I currently have a minimization problem I am trying to solve that involves the norm of an absolute value function (see below), where both Z and alpha are fixed and have non-negative entries.

I know that directly plugging this in will not be DCP compliant as the norm expects an affine function.

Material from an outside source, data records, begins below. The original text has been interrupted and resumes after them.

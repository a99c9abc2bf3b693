// SPDX-License-Identifier: MIT
// Copyright 2026 Roland Dreier <roland@rolandd.dev>

use axum::{
    body::Body,
    http::{header, Request, StatusCode},
    response::Response,
    Router,
};
use chrono::Utc;
use jsonwebtoken::{encode, Algorithm, EncodingKey, Header};
use serde::Serialize;
use std::sync::Arc;
use std::time::{SystemTime, UNIX_EPOCH};
use tower::ServiceExt;
use workout_tracker::config::Config;
use workout_tracker::db::{Database, FirestoreStore};
use workout_tracker::models::User;
use workout_tracker::routes::create_router;
use workout_tracker::AppState;

/// Check if emulator is available via environment variable.
#[allow(dead_code)]
pub fn emulator_available() -> bool {
    std::env::var("FIRESTORE_EMULATOR_HOST").is_ok()
}

/// Skip test with message if emulator not available.
#[macro_export]
macro_rules! require_emulator {
    () => {
        if !crate::common::emulator_available() {
            eprintln!("⚠️  Skipping: FIRESTORE_EMULATOR_HOST not set");
            return;
        }
    };
}

/// Create a Firestore-backed database connected to the emulator.
#[allow(dead_code)]
pub async fn test_firestore_db() -> Database {
    Database::firestore(
        FirestoreStore::new("test-project")
            .await
            .expect("Failed to connect to Firestore emulator"),
    )
}

/// Create a test app over a fresh in-memory store.
/// Returns the router and the shared state.
#[allow(dead_code)]
pub fn create_test_app() -> (Router, Arc<AppState>) {
    create_test_app_with_config(Config::test_default())
}

#[allow(dead_code)]
pub fn create_test_app_with_frontend_url(frontend_url: &str) -> (Router, Arc<AppState>) {
    let mut config = Config::test_default();
    config.frontend_url = frontend_url.to_string();
    create_test_app_with_config(config)
}

#[allow(dead_code)]
pub fn create_test_app_with_config(config: Config) -> (Router, Arc<AppState>) {
    let state = Arc::new(AppState {
        config,
        db: Database::in_memory(),
    });
    (create_router(state.clone()), state)
}

/// Create a test JWT for `user_id` expiring `ttl_secs` from now (negative
/// for an already-expired token).
#[allow(dead_code)]
pub fn create_test_jwt(user_id: &str, signing_key: &[u8], ttl_secs: i64) -> String {
    #[derive(Serialize)]
    struct Claims {
        sub: String,
        exp: usize,
        iat: usize,
    }

    let now = SystemTime::now()
        .duration_since(UNIX_EPOCH)
        .unwrap()
        .as_secs() as i64;

    let claims = Claims {
        sub: user_id.to_string(),
        exp: (now + ttl_secs) as usize,
        iat: now as usize,
    };

    encode(
        &Header::new(Algorithm::HS256),
        &claims,
        &EncodingKey::from_secret(signing_key),
    )
    .unwrap()
}

/// Insert a user directly into the store and return it with a valid token.
///
/// Skips password hashing; use the register route when the hash matters.
#[allow(dead_code)]
pub async fn seed_user(state: &AppState, username: &str) -> (User, String) {
    let user = User::new(username, "unused-hash".to_string(), Utc::now());
    state.db.create_user(&user).await.unwrap();
    let token = create_test_jwt(&user.id, &state.config.jwt_signing_key, 3600);
    (user, token)
}

/// Send a request with an optional bearer token and JSON body.
#[allow(dead_code)]
pub async fn send(
    app: &Router,
    method: &str,
    uri: &str,
    token: Option<&str>,
    body: Option<serde_json::Value>,
) -> Response {
    let mut builder = Request::builder().method(method).uri(uri);
    if let Some(token) = token {
        builder = builder.header(header::AUTHORIZATION, format!("Bearer {}", token));
    }

    let request = match body {
        Some(json) => builder
            .header(header::CONTENT_TYPE, "application/json")
            .body(Body::from(serde_json::to_vec(&json).unwrap()))
            .unwrap(),
        None => builder.body(Body::empty()).unwrap(),
    };

    app.clone().oneshot(request).await.unwrap()
}

/// Like [`send`], returning the status and the parsed JSON body
/// (`Value::Null` for an empty body).
#[allow(dead_code)]
pub async fn send_json(
    app: &Router,
    method: &str,
    uri: &str,
    token: Option<&str>,
    body: Option<serde_json::Value>,
) -> (StatusCode, serde_json::Value) {
    let response = send(app, method, uri, token, body).await;
    let status = response.status();
    (status, body_json(response).await)
}

#[allow(dead_code)]
pub async fn body_json(response: Response) -> serde_json::Value {
    let bytes = axum::body::to_bytes(response.into_body(), usize::MAX)
        .await
        .unwrap();
    if bytes.is_empty() {
        serde_json::Value::Null
    } else {
        serde_json::from_slice(&bytes).unwrap()
    }
}
// SPDX-License-Identifier: MIT
// Copyright 2026 Roland Dreier <roland@rolandd.dev>

//! In-memory store.
//!
//! All tables sit behind one lock, so every read (in particular
//! [`MemoryStore::workout_history`]) sees a single consistent point in time.
//! Used for local development and by the test suite.

use std::collections::HashMap;
use tokio::sync::RwLock;

use crate::error::AppError;
use crate::models::{Exercise, Folder, User, Workout, WorkoutHistory};

#[derive(Default)]
struct Tables {
    users: HashMap<String, User>,
    folders: HashMap<String, Folder>,
    workouts: HashMap<String, Workout>,
    exercises: HashMap<String, Exercise>,
}

/// Process-local tables keyed by record ID.
#[derive(Default)]
pub struct MemoryStore {
    tables: RwLock<Tables>,
}

impl MemoryStore {
    pub fn new() -> Self {
        Self::default()
    }

    // ─── User Operations ─────────────────────────────────────────

    pub async fn create_user(&self, user: &User) -> Result<(), AppError> {
        let mut tables = self.tables.write().await;
        if tables.users.values().any(|u| u.username == user.username) {
            return Err(AppError::Conflict(format!(
                "Username {} is already taken",
                user.username
            )));
        }
        tables.users.insert(user.id.clone(), user.clone());
        Ok(())
    }

    pub async fn get_user(&self, user_id: &str) -> Result<Option<User>, AppError> {
        Ok(self.tables.read().await.users.get(user_id).cloned())
    }

    pub async fn find_user_by_username(&self, username: &str) -> Result<Option<User>, AppError> {
        Ok(self
            .tables
            .read()
            .await
            .users
            .values()
            .find(|u| u.username == username)
            .cloned())
    }

    // ─── Folder Operations ───────────────────────────────────────

    pub async fn create_folder(&self, folder: &Folder) -> Result<(), AppError> {
        self.tables
            .write()
            .await
            .folders
            .insert(folder.id.clone(), folder.clone());
        Ok(())
    }

    pub async fn list_folders(&self, user_id: &str) -> Result<Vec<Folder>, AppError> {
        Ok(self
            .tables
            .read()
            .await
            .folders
            .values()
            .filter(|f| f.user_id == user_id)
            .cloned()
            .collect())
    }

    pub async fn get_folder(
        &self,
        user_id: &str,
        folder_id: &str,
    ) -> Result<Option<Folder>, AppError> {
        Ok(self
            .tables
            .read()
            .await
            .folders
            .get(folder_id)
            .filter(|f| f.user_id == user_id)
            .cloned())
    }

    pub async fn update_folder(&self, folder: &Folder) -> Result<(), AppError> {
        let mut tables = self.tables.write().await;
        let stored = tables
            .folders
            .get_mut(&folder.id)
            .filter(|f| f.user_id == folder.user_id)
            .ok_or_else(|| AppError::not_found("Folder", &folder.id))?;
        *stored = folder.clone();
        Ok(())
    }

    pub async fn delete_folder(&self, user_id: &str, folder_id: &str) -> Result<bool, AppError> {
        let mut tables = self.tables.write().await;
        let owned = tables
            .folders
            .get(folder_id)
            .is_some_and(|f| f.user_id == user_id);
        if !owned {
            return Ok(false);
        }

        tables.folders.remove(folder_id);
        for workout in tables.workouts.values_mut() {
            if workout.user_id == user_id && workout.folder_id.as_deref() == Some(folder_id) {
                workout.folder_id = None;
            }
        }
        Ok(true)
    }

    // ─── Workout Operations ──────────────────────────────────────

    pub async fn create_workout(&self, workout: &Workout) -> Result<(), AppError> {
        self.tables
            .write()
            .await
            .workouts
            .insert(workout.id.clone(), workout.clone());
        Ok(())
    }

    pub async fn get_workout(
        &self,
        user_id: &str,
        workout_id: &str,
    ) -> Result<Option<Workout>, AppError> {
        Ok(self
            .tables
            .read()
            .await
            .workouts
            .get(workout_id)
            .filter(|w| w.user_id == user_id)
            .cloned())
    }

    pub async fn list_workouts_in_folder(
        &self,
        user_id: &str,
        folder_id: &str,
    ) -> Result<Vec<Workout>, AppError> {
        Ok(self
            .tables
            .read()
            .await
            .workouts
            .values()
            .filter(|w| w.user_id == user_id && w.folder_id.as_deref() == Some(folder_id))
            .cloned()
            .collect())
    }

    pub async fn set_workout_folder(
        &self,
        user_id: &str,
        workout_id: &str,
        folder_id: Option<&str>,
    ) -> Result<bool, AppError> {
        let mut tables = self.tables.write().await;
        match tables
            .workouts
            .get_mut(workout_id)
            .filter(|w| w.user_id == user_id)
        {
            Some(workout) => {
                workout.folder_id = folder_id.map(str::to_string);
                Ok(true)
            }
            None => Ok(false),
        }
    }

    pub async fn delete_workout(&self, user_id: &str, workout_id: &str) -> Result<bool, AppError> {
        let mut tables = self.tables.write().await;
        let owned = tables
            .workouts
            .get(workout_id)
            .is_some_and(|w| w.user_id == user_id);
        if !owned {
            return Ok(false);
        }

        tables.workouts.remove(workout_id);
        tables.exercises.retain(|_, e| e.workout_id != workout_id);
        Ok(true)
    }

    // ─── Exercise Operations ─────────────────────────────────────

    pub async fn create_exercise(&self, exercise: &Exercise) -> Result<(), AppError> {
        let mut tables = self.tables.write().await;
        // The parent may have been deleted since the caller looked it up.
        if !tables.workouts.contains_key(&exercise.workout_id) {
            return Err(AppError::not_found("Workout", &exercise.workout_id));
        }
        tables
            .exercises
            .insert(exercise.id.clone(), exercise.clone());
        Ok(())
    }

    pub async fn list_exercises(
        &self,
        user_id: &str,
        workout_id: &str,
    ) -> Result<Vec<Exercise>, AppError> {
        let mut exercises: Vec<Exercise> = self
            .tables
            .read()
            .await
            .exercises
            .values()
            .filter(|e| e.user_id == user_id && e.workout_id == workout_id)
            .cloned()
            .collect();
        exercises.sort_by_key(|e| e.position);
        Ok(exercises)
    }

    pub async fn get_exercise(
        &self,
        user_id: &str,
        exercise_id: &str,
    ) -> Result<Option<Exercise>, AppError> {
        Ok(self
            .tables
            .read()
            .await
            .exercises
            .get(exercise_id)
            .filter(|e| e.user_id == user_id)
            .cloned())
    }

    pub async fn update_exercise(&self, exercise: &Exercise) -> Result<(), AppError> {
        let mut tables = self.tables.write().await;
        if !tables.workouts.contains_key(&exercise.workout_id) {
            return Err(AppError::not_found("Workout", &exercise.workout_id));
        }
        let stored = tables
            .exercises
            .get_mut(&exercise.id)
            .filter(|e| e.user_id == exercise.user_id)
            .ok_or_else(|| AppError::not_found("Exercise", &exercise.id))?;
        *stored = exercise.clone();
        Ok(())
    }

    pub async fn delete_exercise(&self, user_id: &str, exercise_id: &str) -> Result<bool, AppError> {
        let mut tables = self.tables.write().await;
        let owned = tables
            .exercises
            .get(exercise_id)
            .is_some_and(|e| e.user_id == user_id);
        if owned {
            tables.exercises.remove(exercise_id);
        }
        Ok(owned)
    }

    // ─── Aggregation Snapshot ────────────────────────────────────

    pub async fn workout_history(&self, user_id: &str) -> Result<WorkoutHistory, AppError> {
        let tables = self.tables.read().await;
        Ok(WorkoutHistory {
            workouts: tables
                .workouts
                .values()
                .filter(|w| w.user_id == user_id)
                .cloned()
                .collect(),
            exercises: tables
                .exercises
                .values()
                .filter(|e| e.user_id == user_id)
                .cloned()
                .collect(),
        })
    }

    // ─── User Data Deletion ──────────────────────────────────────

    pub async fn delete_user_data(&self, user_id: &str) -> Result<usize, AppError> {
        let mut tables = self.tables.write().await;
        let before = tables.exercises.len()
            + tables.workouts.len()
            + tables.folders.len()
            + tables.users.len();

        tables.exercises.retain(|_, e| e.user_id != user_id);
        tables.workouts.retain(|_, w| w.user_id != user_id);
        tables.folders.retain(|_, f| f.user_id != user_id);
        tables.users.remove(user_id);

        let after = tables.exercises.len()
            + tables.workouts.len()
            + tables.folders.len()
            + tables.users.len();

        Ok(before - after)
    }
}
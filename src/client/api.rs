// SPDX-License-Identifier: MIT
// Copyright 2026 Roland Dreier <roland@rolandd.dev>

//! Typed HTTP client for the workout API.

use serde::de::DeserializeOwned;
use serde::{Deserialize, Serialize};
use std::time::Duration;

use crate::client::buffer::SessionPayload;
use crate::models::{ExerciseRow, UserStats, WorkoutSummary};
use crate::routes::auth::SessionResponse;
use crate::routes::workouts::SessionSavedResponse;
use crate::services::progress::ExerciseSeries;

/// Default request timeout.
pub const REQUEST_TIMEOUT: Duration = Duration::from_secs(15);

/// Client-side failures.
#[derive(Debug, thiserror::Error)]
pub enum ClientError {
    #[error("Unable to reach the server: {0}")]
    Unreachable(String),

    #[error("{message}")]
    Server { status: u16, message: String },

    #[error("{0}")]
    Validation(String),

    #[error("A save is already in progress")]
    InFlight,

    #[error("Unexpected response from server: {0}")]
    Decode(String),
}

/// Error body produced by the server.
#[derive(Debug, Deserialize)]
struct ErrorBody {
    error: String,
    #[serde(default)]
    details: Option<String>,
}

#[derive(Serialize)]
struct CredentialsBody<'a> {
    username: &'a str,
    password: &'a str,
}

/// HTTP client holding the base URL and the current bearer token.
#[derive(Debug, Clone)]
pub struct ApiClient {
    http: reqwest::Client,
    base_url: String,
    token: Option<String>,
}

impl ApiClient {
    /// Client for a server at `base_url` (e.g. `http://localhost:8080`).
    pub fn new(base_url: &str) -> Result<Self, ClientError> {
        let http = reqwest::Client::builder()
            .timeout(REQUEST_TIMEOUT)
            .build()
            .map_err(|e| ClientError::Unreachable(e.to_string()))?;

        Ok(Self {
            http,
            base_url: base_url.trim_end_matches('/').to_string(),
            token: None,
        })
    }

    pub fn with_token(mut self, token: impl Into<String>) -> Self {
        self.token = Some(token.into());
        self
    }

    pub fn token(&self) -> Option<&str> {
        self.token.as_deref()
    }

    fn url(&self, path: &str) -> String {
        format!("{}{}", self.base_url, path)
    }

    fn request(&self, method: reqwest::Method, path: &str) -> reqwest::RequestBuilder {
        let builder = self.http.request(method, self.url(path));
        match &self.token {
            Some(token) => builder.bearer_auth(token),
            None => builder,
        }
    }

    // ─── Account ─────────────────────────────────────────────────

    /// Register a new account and keep its token.
    pub async fn register(
        &mut self,
        username: &str,
        password: &str,
    ) -> Result<SessionResponse, ClientError> {
        self.authenticate("/api/register", username, password).await
    }

    /// Log in and keep the token.
    pub async fn login(
        &mut self,
        username: &str,
        password: &str,
    ) -> Result<SessionResponse, ClientError> {
        self.authenticate("/api/login", username, password).await
    }

    /// Forget the token locally and clear the server cookie.
    pub async fn logout(&mut self) -> Result<(), ClientError> {
        let response = self
            .request(reqwest::Method::POST, "/api/logout")
            .send()
            .await
            .map_err(transport_error)?;
        self.token = None;
        check_response(response).await.map(|_| ())
    }

    async fn authenticate(
        &mut self,
        path: &str,
        username: &str,
        password: &str,
    ) -> Result<SessionResponse, ClientError> {
        let response = self
            .http
            .post(self.url(path))
            .json(&CredentialsBody { username, password })
            .send()
            .await
            .map_err(transport_error)?;

        let session: SessionResponse = check_response_json(response).await?;
        self.token = Some(session.token.clone());
        Ok(session)
    }

    // ─── Workouts ────────────────────────────────────────────────

    /// Save a whole session in one request.
    pub async fn save_session(
        &self,
        payload: &SessionPayload,
    ) -> Result<SessionSavedResponse, ClientError> {
        let response = self
            .request(reqwest::Method::POST, "/api/workouts/session")
            .json(payload)
            .send()
            .await
            .map_err(transport_error)?;

        check_response_json(response).await
    }

    /// Flattened exercise history.
    pub async fn workouts(&self) -> Result<Vec<ExerciseRow>, ClientError> {
        self.get_json("/api/workouts").await
    }

    pub async fn summaries(&self) -> Result<Vec<WorkoutSummary>, ClientError> {
        self.get_json("/api/workouts/summaries").await
    }

    pub async fn stats(&self) -> Result<UserStats, ClientError> {
        self.get_json("/api/workouts/stats").await
    }

    pub async fn progress(&self) -> Result<Vec<ExerciseSeries>, ClientError> {
        self.get_json("/api/workouts/progress").await
    }

    /// Generic GET request with JSON response.
    async fn get_json<T: DeserializeOwned>(&self, path: &str) -> Result<T, ClientError> {
        let response = self
            .request(reqwest::Method::GET, path)
            .send()
            .await
            .map_err(transport_error)?;

        check_response_json(response).await
    }
}

fn transport_error(err: reqwest::Error) -> ClientError {
    tracing::warn!(error = %err, "Request failed before a response arrived");
    ClientError::Unreachable(err.to_string())
}

/// Check response status and turn an error body into [`ClientError::Server`].
async fn check_response(response: reqwest::Response) -> Result<reqwest::Response, ClientError> {
    let status = response.status();
    if status.is_success() {
        return Ok(response);
    }

    let body = response.text().await.unwrap_or_default();
    let message = match serde_json::from_str::<ErrorBody>(&body) {
        Ok(ErrorBody {
            details: Some(details),
            ..
        }) => details,
        Ok(ErrorBody { error, .. }) => error,
        Err(_) if !body.trim().is_empty() => body,
        Err(_) => format!("HTTP {}", status),
    };

    Err(ClientError::Server {
        status: status.as_u16(),
        message,
    })
}

/// Check response and parse JSON body.
async fn check_response_json<T: DeserializeOwned>(
    response: reqwest::Response,
) -> Result<T, ClientError> {
    check_response(response)
        .await?
        .json()
        .await
        .map_err(|e| ClientError::Decode(e.to_string()))
}
// SPDX-License-Identifier: MIT
// Copyright 2026 Roland Dreier <roland@rolandd.dev>

//! Routes for editing or removing a single exercise.

use axum::{
    extract::{Path, State},
    routing::put,
    Extension, Json, Router,
};
use axum_extra::extract::WithRejection;
use std::sync::Arc;

use crate::error::{AppError, AppJson, Result};
use crate::middleware::auth::AuthUser;
use crate::models::ExerciseResponse;
use crate::routes::MessageResponse;
use crate::services::exercise_input::ExerciseFields;
use crate::AppState;

pub fn routes() -> Router<Arc<AppState>> {
    Router::new().route(
        "/api/exercises/{id}",
        put(update_exercise).delete(delete_exercise),
    )
}

/// Replace the editable fields of an exercise.
///
/// The exercise stays in its workout at its position.
async fn update_exercise(
    State(state): State<Arc<AppState>>,
    Extension(user): Extension<AuthUser>,
    Path(id): Path<String>,
    WithRejection(Json(fields), _): AppJson<ExerciseFields>,
) -> Result<Json<ExerciseResponse>> {
    let input = fields.validate()?;

    let mut exercise = state
        .db
        .get_exercise(&user.user_id, &id)
        .await?
        .ok_or_else(|| AppError::not_found("Exercise", &id))?;

    exercise.name = input.name;
    exercise.sets = input.sets;
    exercise.reps = input.reps;
    exercise.weight = input.weight;
    exercise.rest_time = input.rest_time;
    exercise.notes = input.notes;

    state.db.update_exercise(&exercise).await?;

    Ok(Json(exercise.into()))
}

async fn delete_exercise(
    State(state): State<Arc<AppState>>,
    Extension(user): Extension<AuthUser>,
    Path(id): Path<String>,
) -> Result<Json<MessageResponse>> {
    if !state.db.delete_exercise(&user.user_id, &id).await? {
        return Err(AppError::not_found("Exercise", &id));
    }
    Ok(Json(MessageResponse::new("Exercise deleted successfully")))
}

My thinking at this point is that I need to rewrite the optimization using appropriate constraints, but I am not sure of the right constraints and have only considered one basic (but wrong) form of the problem that CVX at least accepts shown below.

```
%set seed
rng(123)
% sample size, number of 1st/2nd level vars
n = 100;
p = 30;
q = 2;
% external data
z1 = [ones(5,1); zeros(p-5, 1)];
z2 = [zeros(5,1); ones(10, 1); zeros(p - 15, 1)];
Z = [z1, z2];
% 1st level coef
b0 = 0.1;
b = [normrnd(0.2, 0.1, [5,1]); normrnd(0.5, 0.1, [5,1]);
normrnd(-0.5, 0.1, [5,1]); normrnd(0, 0.1, [p - 15,1])];
% simulate predictors and outcome
mu_x = zeros(p, 1);
sigma_x = diag(ones(p, 1));
X = mvnrnd(mu_x, sigma_x, n);
y = b0 + X * b + normrnd(0, 1, [100, 1]);
%{
Problem we are interested in solving
minimize_betas (1/2n)||y - X * betas||^2 + (lambda/2)||abs(betas) - Z * alphas||^2
Z and alphas have non-negative entries, lambda > 0
%}
% fix alphas / lambda
alphas = [0.1; 0.3];
lambda = 0.1;
% fit in cvx (need to figure out how to represent abs(betas))
cvx_begin
variables betas(p) betas_abs(p);
minimize(square_pos(norm(y - X*betas)) / (2*n) + lambda * square_pos(norm(betas_abs - Z * alphas)) / 2);
subject to
abs(betas) <= betas_abs;
cvx_end
[betas, betas_abs]
% are we getting the right coef. (do all abs(betas) == betas_abs) --> no
disp(sum(round(abs(betas), 4) == round(betas_abs, 4)) == p);
```

Thanks for any assistance you might be able to provide!